On CMS Report yesterday, an article claimed that over 75% of users in the US (and 83% in Europe) now have HTML5 compatible browsers:

With nearly 75% of end users in North America, and 83% in Europe, running browsers that support a large segment of the HTML5 feature set, the growing market penetration of HTML5 is rapidly on the rise. This is further demonstrated in the number of HTML5-compatible browsers that grew from 57% to 75% between the second quarter of 2011 and the second quarter of 2012.” [Read More]

It’s great news that HTML5 is finally achieving increased market penetration as this considerably expands the scope of what is possible for browser based DAM systems.  However, the issue with a lot of these aggregated statistics across wide ranges of users is that they mask local variations, especially within a specific organisation.

I imagine this figure includes lots of mobile browsers in smartphones and tablets.  Many of those devices either cannot or do not get used at work.  Although that is slowly changing with some BYOD (Bring Your Own Device trends) in more progressive IT departments it’s unwise to base compatibility assumptions on anything other than the lowest common denominator.
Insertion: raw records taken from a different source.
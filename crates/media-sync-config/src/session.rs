use chrono::{DateTime, Local};
use serde::Serialize;

/// Identity of one sync run, fixed at start-up
#[derive(Debug, Clone, Serialize, PartialEq, Eq)]
pub struct SessionStamp {
    started_at: DateTime<Local>,
}

impl SessionStamp {
    pub fn now() -> Self {
        Self::at(Local::now())
    }

    pub fn at(started_at: DateTime<Local>) -> Self {
        Self { started_at }
    }

    pub fn started_at(&self) -> DateTime<Local> {
        self.started_at
    }

    /// Stamp used in log file names (12-hour clock with AM/PM)
    pub fn file_stamp(&self) -> String {
        self.started_at.format("%Y_%m_%d-%I_%M_%S_%p").to_string()
    }
}

impl std::fmt::Display for SessionStamp {
    fn fmt(&self, f: &mut std::fmt::Formatter<'_>) -> std::fmt::Result {
        write!(f, "{}", self.started_at.to_rfc3339())
    }
}

#[cfg(test)]
mod tests {
    use super::*;
    use chrono::TimeZone;

    #[test]
    fn test_file_stamp_morning() {
        let started = Local.with_ymd_and_hms(2023, 12, 24, 9, 5, 7).unwrap();
        assert_eq!(SessionStamp::at(started).file_stamp(), "2023_12_24-09_05_07_AM");
    }
}
use anyhow::Result;
use crate::session::SessionStamp;
use std::path::{Path, PathBuf};

/// Overrides the configuration directory (config.toml, credentials.toml, logs/)
pub const CONFIG_DIR_ENV: &str = "CONFIG_DIR";
/// Overrides the data directory
pub const DATA_DIR_ENV: &str = "DATA_DIR";

pub struct PathManager {
    config_dir: PathBuf,
    data_dir: PathBuf,
    log_dir: PathBuf,
}

impl PathManager {
    pub fn new() -> Result<Self> {
        let base_dir = dirs::config_dir()
            .ok_or_else(|| anyhow::anyhow!("Could not determine config directory"))?
            .join("jellysync");

        Ok(Self::with_config_dir(base_dir))
    }

    /// Layout rooted at `config_dir`: data/ and logs/ live underneath it
    pub fn with_config_dir(config_dir: PathBuf) -> Self {
        Self {
            data_dir: config_dir.join("data"),
            log_dir: config_dir.join("logs"),
            config_dir,
        }
    }

    /// Honor `CONFIG_DIR` / `DATA_DIR`, falling back to `./config` when no
    /// platform config directory is available
    pub fn from_env() -> Self {
        let mut manager = match std::env::var(CONFIG_DIR_ENV) {
            Ok(dir) if !dir.is_empty() => Self::with_config_dir(PathBuf::from(dir)),
            _ => Self::new().unwrap_or_else(|_| Self::with_config_dir(PathBuf::from("config"))),
        };
        if let Ok(dir) = std::env::var(DATA_DIR_ENV) {
            if !dir.is_empty() {
                manager.data_dir = PathBuf::from(dir);
            }
        }
        manager
    }

    pub fn config_dir(&self) -> &Path {
        &self.config_dir
    }

    pub fn data_dir(&self) -> &Path {
        &self.data_dir
    }

    pub fn log_dir(&self) -> &Path {
        &self.log_dir
    }

    pub fn config_file(&self) -> PathBuf {
        self.config_dir.join("config.toml")
    }

    pub fn credentials_file(&self) -> PathBuf {
        self.config_dir.join("credentials.toml")
    }

    /// Log file for one sync run, e.g. `logs/log_2024_03_01-08_15_42_PM.txt`
    pub fn session_log_file(&self, session: &SessionStamp) -> PathBuf {
        self.log_dir.join(format!("log_{}.txt", session.file_stamp()))
    }

    pub fn ensure_directories(&self) -> Result<()> {
        std::fs::create_dir_all(&self.config_dir)?;
        std::fs::create_dir_all(&self.data_dir)?;
        std::fs::create_dir_all(&self.log_dir)?;
        Ok(())
    }
}

impl Default for PathManager {
    fn default() -> Self {
        Self::from_env()
    }
}
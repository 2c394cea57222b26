use chrono::{DateTime, NaiveDateTime, Utc};
use serde::{Deserialize, Deserializer, Serialize};
use crate::item::{Item, ProviderIds, UserData};
use tracing::warn;

/// One entry of a catalog items page, in the catalog's wire shape
///
/// Only `Id`, `Name`, `Type`, `ProviderIds` and `UserData` feed the sync; the
/// remaining fields are kept for log messages.
#[derive(Debug, Clone, Serialize, Deserialize, PartialEq)]
#[serde(rename_all = "PascalCase")]
pub struct CatalogItem {
    pub id: String,
    #[serde(default)]
    pub name: String,
    #[serde(rename = "Type", default)]
    pub item_type: String,
    #[serde(default)]
    pub provider_ids: ProviderIds,
    #[serde(default)]
    pub user_data: Option<CatalogUserData>,
    #[serde(default, skip_serializing_if = "Option::is_none")]
    pub series_name: Option<String>,
    #[serde(default, skip_serializing_if = "Option::is_none")]
    pub production_year: Option<u32>,
}

#[derive(Debug, Clone, Default, Serialize, Deserialize, PartialEq)]
#[serde(rename_all = "PascalCase")]
pub struct CatalogUserData {
    #[serde(default)]
    pub played: bool,
    #[serde(default)]
    pub playback_position_ticks: i64,
    #[serde(default)]
    pub is_favorite: bool,
    #[serde(default, deserialize_with = "deserialize_catalog_date", skip_serializing_if = "Option::is_none")]
    pub last_played_date: Option<DateTime<Utc>>,
    #[serde(default)]
    pub play_count: u32,
}

impl CatalogItem {
    /// Human-readable label ("Series - Episode" for episodes)
    pub fn display_name(&self) -> String {
        match &self.series_name {
            Some(series) if !series.is_empty() => format!("{} - {}", series, self.name),
            _ => self.name.clone(),
        }
    }
}

impl From<CatalogItem> for Item {
    fn from(raw: CatalogItem) -> Self {
        let user_data = raw.user_data.unwrap_or_default();
        Item {
            id: raw.id,
            name: raw.name,
            item_type: raw.item_type,
            provider_ids: raw.provider_ids,
            user_data: UserData {
                played: user_data.played,
                playback_position_ticks: user_data.playback_position_ticks,
                is_favorite: user_data.is_favorite,
                last_played_date: user_data.last_played_date,
            },
        }
    }
}

/// Accept RFC 3339 timestamps and the zone-less form some servers emit (read as UTC)
///
/// Anything else is logged and read as absent.
fn deserialize_catalog_date<'de, D>(deserializer: D) -> Result<Option<DateTime<Utc>>, D::Error>
where
    D: Deserializer<'de>,
{
    let raw: Option<String> = Option::deserialize(deserializer)?;
    let Some(raw) = raw else {
        return Ok(None);
    };
    let raw = raw.trim();
    if raw.is_empty() {
        return Ok(None);
    }

    if let Ok(date) = DateTime::parse_from_rfc3339(raw) {
        return Ok(Some(date.with_timezone(&Utc)));
    }
    match NaiveDateTime::parse_from_str(raw, "%Y-%m-%dT%H:%M:%S%.f") {
        Ok(naive) => Ok(Some(naive.and_utc())),
        Err(e) => {
            warn!(value = raw, error = %e, "Ignoring unparsable LastPlayedDate");
            Ok(None)
        }
    }
}
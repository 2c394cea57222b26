use crate::error::CatalogError;
use crate::jellyfin::api::{ItemsQuery, JellyfinHttpClient};
use crate::jellyfin::auth::{ClientIdentity, UserDto};
use crate::traits::CatalogClient;
use async_trait::async_trait;
use media_sync_config::ServerConfig;
use media_sync_models::{CatalogItem, ItemKind};
use tracing::{debug, info, warn};

/// `CatalogClient` for a Jellyfin (or Emby-compatible) server
pub struct JellyfinClient {
    http: JellyfinHttpClient,
    server_username: String,
    server_password: String,
    token: Option<String>,
    // Account returned by the login call, lets non-admin logins resolve themselves
    login_user: Option<UserDto>,
}

impl JellyfinClient {
    pub fn new(server_url: &str, server_username: &str, server_password: &str) -> Result<Self, CatalogError> {
        let identity = ClientIdentity::for_account(server_url, server_username);
        Ok(Self {
            http: JellyfinHttpClient::new(server_url, identity)?,
            server_username: server_username.to_string(),
            server_password: server_password.to_string(),
            token: None,
            login_user: None,
        })
    }

    pub fn from_server_config(config: &ServerConfig) -> Result<Self, CatalogError> {
        Self::new(&config.server_url, &config.server_username, &config.server_password)
    }

    fn token(&self) -> Result<&str, CatalogError> {
        self.token
            .as_deref()
            .ok_or_else(|| CatalogError::NotAuthenticated(self.http.base_url().to_string()))
    }
}

#[async_trait]
impl CatalogClient for JellyfinClient {
    fn server_url(&self) -> &str {
        self.http.base_url()
    }

    async fn login(&mut self) -> Result<(), CatalogError> {
        let result = self
            .http
            .authenticate_by_name(&self.server_username, &self.server_password)
            .await?;

        let token = result
            .access_token
            .filter(|t| !t.is_empty())
            .ok_or_else(|| CatalogError::Protocol("login response carried no access token".to_string()))?;

        self.token = Some(token);
        self.login_user = result.user;
        info!(
            operation = "login",
            server = self.http.base_url(),
            "Logged in to Jellyfin as {}",
            self.server_username
        );
        Ok(())
    }

    fn is_authenticated(&self) -> bool {
        self.token.is_some()
    }

    async fn logout(&mut self) -> Result<(), CatalogError> {
        let Some(token) = self.token.take() else {
            return Ok(());
        };
        self.login_user = None;
        self.http.logout(&token).await?;
        debug!("Jellyfin: logged out of {}", self.http.base_url());
        Ok(())
    }

    async fn resolve_user(&self, username: &str) -> Result<Option<String>, CatalogError> {
        let token = self.token()?;

        if let Some(user) = &self.login_user {
            if user.name.as_deref() == Some(username) {
                debug!("Jellyfin: {} is the login account ({})", username, user.id);
                return Ok(Some(user.id.clone()));
            }
        }

        let users = self.http.get_users(token).await?;
        let user_id = users
            .into_iter()
            .find(|u| u.name.as_deref() == Some(username))
            .map(|u| u.id);

        match &user_id {
            Some(id) => debug!("Jellyfin: matched id {} for username {}", id, username),
            None => warn!("Jellyfin: user {} not found on {}", username, self.http.base_url()),
        }
        Ok(user_id)
    }

    async fn fetch_items_page(
        &self,
        user_id: &str,
        kind: ItemKind,
        offset: usize,
        limit: usize,
    ) -> Result<Vec<CatalogItem>, CatalogError> {
        let token = self.token()?;
        let query = ItemsQuery {
            kind,
            start_index: offset,
            limit,
        };
        let result = self.http.get_items(token, user_id, &query).await?;
        debug!(
            "Jellyfin: {} page at {} returned {} items (total {:?})",
            kind,
            offset,
            result.items.len(),
            result.total_record_count
        );
        Ok(result.items)
    }

    async fn mark_played(&self, user_id: &str, item_id: &str) -> Result<(), CatalogError> {
        let token = self.token()?;
        self.http
            .post_for_user(token, user_id, &format!("PlayedItems/{}", item_id))
            .await
    }

    async fn set_favorite(&self, user_id: &str, item_id: &str) -> Result<(), CatalogError> {
        let token = self.token()?;
        self.http
            .post_for_user(token, user_id, &format!("FavoriteItems/{}", item_id))
            .await
    }

    async fn set_playback_position(
        &self,
        user_id: &str,
        item_id: &str,
        ticks: i64,
    ) -> Result<(), CatalogError> {
        let token = self.token()?;
        self.http
            .delete_for_user(token, user_id, &format!("PlayedItems/{}", item_id), &[])
            .await?;
        self.http
            .delete_for_user(
                token,
                user_id,
                &format!("PlayingItems/{}", item_id),
                &[("PositionTicks", ticks.to_string())],
            )
            .await
    }
}

#[cfg(test)]
mod tests {
    use super::*;

    #[test]
    fn test_from_server_config() {
        let config = ServerConfig {
            username: "kid".to_string(),
            server_url: "http://media.local:8096/".to_string(),
            server_username: "admin".to_string(),
            server_password: "pw".to_string(),
        };
        let client = JellyfinClient::from_server_config(&config).unwrap();
        assert_eq!(client.server_url(), "http://media.local:8096");
        assert!(!client.is_authenticated());
    }

    #[test]
    fn test_invalid_server_url() {
        assert!(matches!(
            JellyfinClient::new("ftp://media.local", "admin", "pw"),
            Err(CatalogError::InvalidServerUrl { .. })
        ));
    }

    #[tokio::test]
    async fn test_calls_before_login_are_rejected() {
        let mut client = JellyfinClient::new("http://127.0.0.1:9", "admin", "pw").unwrap();

        assert!(matches!(
            client.resolve_user("admin").await,
            Err(CatalogError::NotAuthenticated(_))
        ));
        assert!(matches!(
            client.fetch_items_page("u1", ItemKind::Episode, 0, 10).await,
            Err(CatalogError::NotAuthenticated(_))
        ));
        assert!(matches!(
            client.set_playback_position("u1", "i1", 10).await,
            Err(CatalogError::NotAuthenticated(_))
        ));
        // Logging out without a session is a no-op
        assert!(client.logout().await.is_ok());
    }
}
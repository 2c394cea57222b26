pub mod config;
pub mod credentials;
pub mod paths;
pub mod session;

pub use config::{Config, ConfigError, ServerConfig, SyncOptions, configured_page_size, default_page_size, page_size_from_env};
pub use credentials::CredentialStore;
pub use paths::PathManager;
pub use session::SessionStamp;
use clap::ValueEnum;
use owo_colors::OwoColorize;
use serde_json::json;

#[derive(Debug, Clone, Copy, PartialEq, Eq, ValueEnum)]
pub enum OutputFormat {
    Human,
    Json,
    #[value(name = "json-pretty")]
    JsonPretty,
}

/// User-facing messages on stdout; logs go to stderr separately
pub struct Output {
    format: OutputFormat,
    quiet: bool,
}

impl Output {
    pub fn new(format: OutputFormat, quiet: bool) -> Self {
        Self { format, quiet }
    }

    pub fn format(&self) -> OutputFormat {
        self.format
    }

    pub fn is_quiet(&self) -> bool {
        self.quiet
    }

    pub fn success(&self, msg: impl AsRef<str>) {
        self.message("success", "✓".green().to_string(), msg.as_ref());
    }

    pub fn info(&self, msg: impl AsRef<str>) {
        if self.quiet {
            return;
        }
        match self.format {
            OutputFormat::Human => println!("{}", msg.as_ref()),
            _ => self.print_json(&json!({ "type": "info", "message": msg.as_ref() })),
        }
    }

    pub fn warn(&self, msg: impl AsRef<str>) {
        self.message("warning", "⚠".yellow().to_string(), msg.as_ref());
    }

    /// Always shown, even with --quiet
    pub fn error(&self, msg: impl AsRef<str>) {
        match self.format {
            OutputFormat::Human => eprintln!("{} {}", "✗".red(), msg.as_ref()),
            _ => self.print_json(&json!({ "type": "error", "message": msg.as_ref() })),
        }
    }

    pub fn json(&self, data: &serde_json::Value) {
        if self.quiet && self.format != OutputFormat::Human {
            return;
        }
        self.print_json(data);
    }

    fn message(&self, kind: &str, marker: String, msg: &str) {
        if self.quiet {
            return;
        }
        match self.format {
            OutputFormat::Human => println!("{} {}", marker, msg),
            _ => self.print_json(&json!({ "type": kind, "message": msg })),
        }
    }

    fn print_json(&self, data: &serde_json::Value) {
        match self.format {
            OutputFormat::JsonPretty => {
                println!("{}", serde_json::to_string_pretty(data).unwrap_or_default());
            }
            _ => println!("{}", serde_json::to_string(data).unwrap_or_default()),
        }
    }
}
pub mod config;
pub mod sync;
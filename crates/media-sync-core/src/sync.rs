use crate::error::SyncError;
use crate::filter::interesting_items;
use crate::matching::find_match;
use crate::reconcile::reconcile;
use crate::report::{DirectionReport, IssueKind, PairOutcome, SyncIssue, SyncReport};
use crate::snapshot::SnapshotBuilder;
use media_sync_config::{ServerConfig, SessionStamp, SyncOptions};
use media_sync_models::{LibrarySnapshot, WriteStatus};
use media_sync_sources::{CatalogClient, CatalogWriter, JellyfinClient, UserWriter};
use std::time::{Duration, Instant};
use tracing::{debug, info, instrument, trace, warn};

pub const SIDE_A: &str = "A";
pub const SIDE_B: &str = "B";

/// Two-way watch-state sync between two catalog accounts
///
/// Both directions work on the snapshots taken at the start of the run; nothing
/// is re-fetched between direction A -> B and B -> A.
pub struct SyncOrchestrator {
    options: SyncOptions,
    session: SessionStamp,
}

pub struct SyncResult {
    pub report: SyncReport,
    pub duration: Duration,
    pub session: SessionStamp,
}

impl SyncResult {
    pub fn matched_items(&self) -> usize {
        self.report.matched_items
    }
}

impl SyncOrchestrator {
    pub fn new(options: SyncOptions, session: SessionStamp) -> Self {
        Self { options, session }
    }

    pub fn session(&self) -> &SessionStamp {
        &self.session
    }

    /// Run A -> B, then B -> A, and return the combined report
    pub async fn sync(
        &self,
        snapshot_a: &LibrarySnapshot,
        snapshot_b: &LibrarySnapshot,
        writer_a: &dyn CatalogWriter,
        writer_b: &dyn CatalogWriter,
    ) -> SyncReport {
        info!("found {} items in library A ({})", snapshot_a.len(), snapshot_a.user);
        info!("found {} items in library B ({})", snapshot_b.len(), snapshot_b.user);

        let mut report = SyncReport::default();

        info!("Syncing ->");
        let forward = Self::sync_direction("A -> B", snapshot_a, snapshot_b, writer_b, &mut report.issues).await;
        info!("Syncing <-");
        let backward = Self::sync_direction("B -> A", snapshot_b, snapshot_a, writer_a, &mut report.issues).await;

        report.matched_items = forward.matched + backward.matched;
        report.directions = vec![forward, backward];

        info!(
            operation = "sync_complete",
            matched = report.matched_items,
            writes_applied = report.writes_applied(),
            writes_failed = report.writes_failed(),
            "matched {} items",
            report.matched_items
        );
        report
    }

    async fn sync_direction(
        label: &str,
        source: &LibrarySnapshot,
        destination: &LibrarySnapshot,
        writer: &dyn CatalogWriter,
        issues: &mut Vec<SyncIssue>,
    ) -> DirectionReport {
        let mut direction = DirectionReport::new(label);

        for item in interesting_items(source) {
            direction.scanned += 1;

            let Some(target) = find_match(item, &destination.items) else {
                trace!("{}: no match for {} ({})", label, item.name, item.id);
                continue;
            };
            direction.matched += 1;
            debug!("{}: {} ({}) matched {}", label, item.name, item.id, target.id);

            let writes = reconcile(item, target, writer).await;
            if writes.is_empty() {
                continue;
            }

            for outcome in &writes {
                match &outcome.status {
                    WriteStatus::Applied => direction.writes_applied += 1,
                    WriteStatus::Failed { reason } => {
                        direction.writes_failed += 1;
                        issues.push(SyncIssue::new(
                            IssueKind::RemoteWrite,
                            label,
                            format!("{} for '{}' failed: {}", outcome.write, item.name, reason),
                        ));
                    }
                }
            }

            direction.pairs.push(PairOutcome {
                source_id: item.id.clone(),
                destination_id: target.id.clone(),
                name: item.name.clone(),
                writes,
            });
        }

        direction
    }

    /// Full run against two Jellyfin servers
    ///
    /// Missing credentials or an unusable server URL fail before any request is
    /// sent. Everything after that is best effort and ends up in the report.
    pub async fn run(&self, library_a: &ServerConfig, library_b: &ServerConfig) -> Result<SyncResult, SyncError> {
        library_a.validate("library_a")?;
        library_b.validate("library_b")?;

        let mut client_a = JellyfinClient::from_server_config(library_a).map_err(|source| SyncError::InvalidServer {
            side: "library_a".to_string(),
            source,
        })?;
        let mut client_b = JellyfinClient::from_server_config(library_b).map_err(|source| SyncError::InvalidServer {
            side: "library_b".to_string(),
            source,
        })?;

        Ok(self
            .run_with_clients(
                &mut client_a,
                library_a.effective_username(),
                &mut client_b,
                library_b.effective_username(),
            )
            .await)
    }

    /// Log in, snapshot both libraries, sync, log out
    #[instrument(skip_all, fields(session = %self.session))]
    pub async fn run_with_clients(
        &self,
        client_a: &mut dyn CatalogClient,
        username_a: &str,
        client_b: &mut dyn CatalogClient,
        username_b: &str,
    ) -> SyncResult {
        let start = Instant::now();
        info!("started new session at {}", self.session);
        info!("Syncing [{}] and [{}]", client_a.server_url(), client_b.server_url());

        let mut issues = Vec::new();
        let snapshot_a = self.open_side(SIDE_A, client_a, username_a, &mut issues).await;
        let snapshot_b = self.open_side(SIDE_B, client_b, username_b, &mut issues).await;

        let mut report = {
            let writer_a = UserWriter::new(&*client_a, snapshot_a.user_id.clone().unwrap_or_default());
            let writer_b = UserWriter::new(&*client_b, snapshot_b.user_id.clone().unwrap_or_default());
            self.sync(&snapshot_a, &snapshot_b, &writer_a, &writer_b).await
        };

        Self::close_side(SIDE_A, client_a).await;
        Self::close_side(SIDE_B, client_b).await;

        issues.append(&mut report.issues);
        report.issues = issues;

        let duration = start.elapsed();
        info!("total runtime: {:?}", duration);
        SyncResult {
            report,
            duration,
            session: self.session.clone(),
        }
    }

    async fn close_side(side: &str, client: &mut dyn CatalogClient) {
        if !client.is_authenticated() {
            return;
        }
        if let Err(e) = client.logout().await {
            warn!(operation = "logout", side, error = %e, "Failed to log out of {}", client.server_url());
        }
    }

    async fn open_side(
        &self,
        side: &str,
        client: &mut dyn CatalogClient,
        username: &str,
        issues: &mut Vec<SyncIssue>,
    ) -> LibrarySnapshot {
        if let Err(e) = client.login().await {
            warn!(operation = "login", side, error = %e, "Failed to log in to {}", client.server_url());
            issues.push(SyncIssue::new(
                IssueKind::Login,
                side,
                format!("login to {} failed: {}", client.server_url(), e),
            ));
            return LibrarySnapshot::empty(username);
        }

        let build = SnapshotBuilder::new(&*client, side)
            .with_page_size(self.options.page_size)
            .with_kinds(self.options.item_types.clone())
            .build(username)
            .await;
        issues.extend(build.issues);
        build.snapshot
    }
}
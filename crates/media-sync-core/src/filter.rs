use media_sync_models::{Item, LibrarySnapshot};

/// Played, partially played or favorited: the only items pushed anywhere
pub fn is_interesting(item: &Item) -> bool {
    item.user_data.is_interesting()
}

/// Interesting items of a snapshot, in snapshot order
pub fn interesting_items(snapshot: &LibrarySnapshot) -> impl Iterator<Item = &Item> {
    snapshot.items.iter().filter(|item| is_interesting(item))
}
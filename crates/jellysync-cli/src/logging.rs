use anyhow::Result;
use std::io;
use std::io::IsTerminal;
use std::path::PathBuf;
use tracing_subscriber::fmt::{self, time::ChronoUtc};
use tracing_subscriber::{layer::SubscriberExt, util::SubscriberInitExt, EnvFilter, Layer, Registry};

/// Level used when neither `-v` nor `RUST_LOG` say otherwise, e.g. `LOG_LEVEL=DEBUG`
const LOG_LEVEL_ENV: &str = "LOG_LEVEL";

type BoxedLayer = Box<dyn Layer<Registry> + Send + Sync>;

pub fn init_logging(verbose_level: u8, quiet: bool) -> Result<()> {
    init_logging_with_file(verbose_level, quiet, None)
}

/// Log to stderr, and also to `log_file` when one is given
pub fn init_logging_with_file(verbose_level: u8, quiet: bool, log_file: Option<PathBuf>) -> Result<()> {
    let filter = build_filter(verbose_level, quiet);

    let json = std::env::var("RUST_LOG_JSON")
        .map(|v| v == "true")
        .unwrap_or_else(|_| !io::stdout().is_terminal());

    let mut layers: Vec<BoxedLayer> = vec![stderr_layer(json)];

    if let Some(log_path) = log_file {
        let log_dir = log_path
            .parent()
            .ok_or_else(|| anyhow::anyhow!("Log file path has no parent directory"))?;
        std::fs::create_dir_all(log_dir)?;
        let log_filename = log_path
            .file_name()
            .and_then(|n| n.to_str())
            .ok_or_else(|| anyhow::anyhow!("Invalid log filename"))?;

        // One file per session, named by the caller
        let file_appender = tracing_appender::rolling::never(log_dir, log_filename);
        let file_layer = if json {
            fmt::layer()
                .json()
                .with_timer(ChronoUtc::rfc_3339())
                .with_writer(file_appender)
                .boxed()
        } else {
            fmt::layer()
                .with_timer(ChronoUtc::rfc_3339())
                .with_ansi(false)
                .with_writer(file_appender)
                .boxed()
        };
        layers.push(file_layer);
    }

    Registry::default().with(layers).with(filter).try_init()?;

    Ok(())
}

fn stderr_layer(json: bool) -> BoxedLayer {
    if json {
        fmt::layer()
            .json()
            .with_timer(ChronoUtc::rfc_3339())
            .with_writer(io::stderr)
            .boxed()
    } else {
        fmt::layer()
            .with_timer(ChronoUtc::rfc_3339())
            .with_writer(io::stderr)
            .boxed()
    }
}

// 0 = info, 1 = debug (hyper connection noise suppressed), 2+ = trace
fn build_filter(verbose_level: u8, quiet: bool) -> EnvFilter {
    if quiet {
        return EnvFilter::new("error");
    }

    let fallback = match verbose_level {
        0 => level_from_env().unwrap_or_else(|| "info".to_string()),
        1 => "debug,hyper::proto::h1=warn,hyper::client::pool=warn".to_string(),
        _ => "trace".to_string(),
    };

    EnvFilter::try_from_default_env().unwrap_or_else(|_| EnvFilter::new(fallback))
}

fn level_from_env() -> Option<String> {
    std::env::var(LOG_LEVEL_ENV)
        .ok()
        .map(|level| level.trim().to_lowercase())
        .filter(|level| !level.is_empty())
}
I don’t have figures to support it, but our consulting experience suggests that Internet Explorer 8 appears to be the more commonly used browser in corporate and public sector environments.  IE8 doesn’t support HTML5 properly (only a minor subset).  There are still a minority of users on IE7 (and even still some IE6 deployments in active use).  As such, when we work with vendors who tell us that their web based DAM relies on HTML5, we insist on a full test of the system across all the target users before implementations are commenced.

If you are purchasing a DAM system (or other content technology) right now and the vendor starts quoting these kind of HTML5 penetration figures at you as reasons why they think their HTML5 only solution ‘should be okay’ then you need to reality check this carefully well before you plan to deploy.  It’s essential to have an alternative option worked out if it transpires that some or all of the target users cannot access a given feature due to browser compatibility issues and the vendor should be able to fully support you with that requirement.  Most vendors provide some kind of sandbox environment and that should be the first port of call in this process.